_Instructions for the task_
From the entries below, say how many lines carry the word "ElderberrySequenceData", and give nothing but the number.

[Stored data]
════

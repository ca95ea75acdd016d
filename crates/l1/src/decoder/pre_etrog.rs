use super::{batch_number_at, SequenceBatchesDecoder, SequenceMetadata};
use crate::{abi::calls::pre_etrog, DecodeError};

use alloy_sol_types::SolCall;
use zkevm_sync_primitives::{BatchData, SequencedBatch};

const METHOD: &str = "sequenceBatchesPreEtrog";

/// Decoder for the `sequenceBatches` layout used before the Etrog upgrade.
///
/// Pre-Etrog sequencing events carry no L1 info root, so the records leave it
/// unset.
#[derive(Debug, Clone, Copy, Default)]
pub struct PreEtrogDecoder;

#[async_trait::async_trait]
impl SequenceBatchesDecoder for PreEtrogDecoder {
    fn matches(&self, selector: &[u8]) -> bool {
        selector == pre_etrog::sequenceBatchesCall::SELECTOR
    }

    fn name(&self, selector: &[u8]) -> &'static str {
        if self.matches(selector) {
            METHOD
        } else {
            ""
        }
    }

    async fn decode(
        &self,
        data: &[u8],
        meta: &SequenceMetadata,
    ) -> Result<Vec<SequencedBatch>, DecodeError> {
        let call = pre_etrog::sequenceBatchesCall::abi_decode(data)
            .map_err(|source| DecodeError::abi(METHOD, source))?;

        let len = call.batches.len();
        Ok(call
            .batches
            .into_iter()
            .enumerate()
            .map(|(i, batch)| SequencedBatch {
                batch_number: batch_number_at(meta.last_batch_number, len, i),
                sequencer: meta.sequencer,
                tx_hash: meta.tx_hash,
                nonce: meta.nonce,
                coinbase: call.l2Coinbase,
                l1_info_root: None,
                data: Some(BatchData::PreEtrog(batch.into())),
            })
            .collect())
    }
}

════

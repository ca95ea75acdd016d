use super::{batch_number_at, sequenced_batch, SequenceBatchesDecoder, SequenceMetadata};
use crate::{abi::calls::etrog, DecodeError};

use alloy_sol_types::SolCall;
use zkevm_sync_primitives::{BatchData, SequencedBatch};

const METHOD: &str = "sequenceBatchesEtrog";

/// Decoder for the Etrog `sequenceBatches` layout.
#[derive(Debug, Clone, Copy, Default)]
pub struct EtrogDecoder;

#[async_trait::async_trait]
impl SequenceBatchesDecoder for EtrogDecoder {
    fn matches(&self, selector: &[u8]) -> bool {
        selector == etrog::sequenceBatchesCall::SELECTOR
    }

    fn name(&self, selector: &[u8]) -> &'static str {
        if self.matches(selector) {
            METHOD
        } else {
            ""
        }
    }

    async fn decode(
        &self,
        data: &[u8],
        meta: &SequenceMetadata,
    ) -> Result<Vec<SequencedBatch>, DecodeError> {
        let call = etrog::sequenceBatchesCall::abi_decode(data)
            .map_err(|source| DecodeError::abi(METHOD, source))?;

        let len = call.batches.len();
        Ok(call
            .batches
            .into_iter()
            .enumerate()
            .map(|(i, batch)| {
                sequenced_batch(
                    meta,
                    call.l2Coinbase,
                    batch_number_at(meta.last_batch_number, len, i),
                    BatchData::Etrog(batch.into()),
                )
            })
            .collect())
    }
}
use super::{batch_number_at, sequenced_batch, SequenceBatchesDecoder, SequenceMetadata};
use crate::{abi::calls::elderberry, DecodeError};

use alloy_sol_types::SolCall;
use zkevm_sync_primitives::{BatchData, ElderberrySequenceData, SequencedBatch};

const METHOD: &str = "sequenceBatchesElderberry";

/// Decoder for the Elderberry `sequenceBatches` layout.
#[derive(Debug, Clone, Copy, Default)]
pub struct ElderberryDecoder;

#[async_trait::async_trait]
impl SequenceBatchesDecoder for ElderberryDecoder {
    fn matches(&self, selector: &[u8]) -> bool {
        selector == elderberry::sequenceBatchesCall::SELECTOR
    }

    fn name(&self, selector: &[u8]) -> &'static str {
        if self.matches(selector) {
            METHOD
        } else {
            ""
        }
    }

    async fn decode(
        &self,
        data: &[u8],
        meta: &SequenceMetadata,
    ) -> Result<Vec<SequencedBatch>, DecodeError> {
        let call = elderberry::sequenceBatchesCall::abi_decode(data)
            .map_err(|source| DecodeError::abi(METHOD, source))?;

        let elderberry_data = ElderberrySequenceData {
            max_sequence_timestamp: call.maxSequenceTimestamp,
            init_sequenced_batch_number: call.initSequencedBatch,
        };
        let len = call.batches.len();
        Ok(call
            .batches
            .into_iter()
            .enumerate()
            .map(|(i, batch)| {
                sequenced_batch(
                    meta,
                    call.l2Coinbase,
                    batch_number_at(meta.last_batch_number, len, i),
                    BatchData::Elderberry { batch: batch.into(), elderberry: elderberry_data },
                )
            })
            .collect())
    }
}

════

_Answer for the task_
2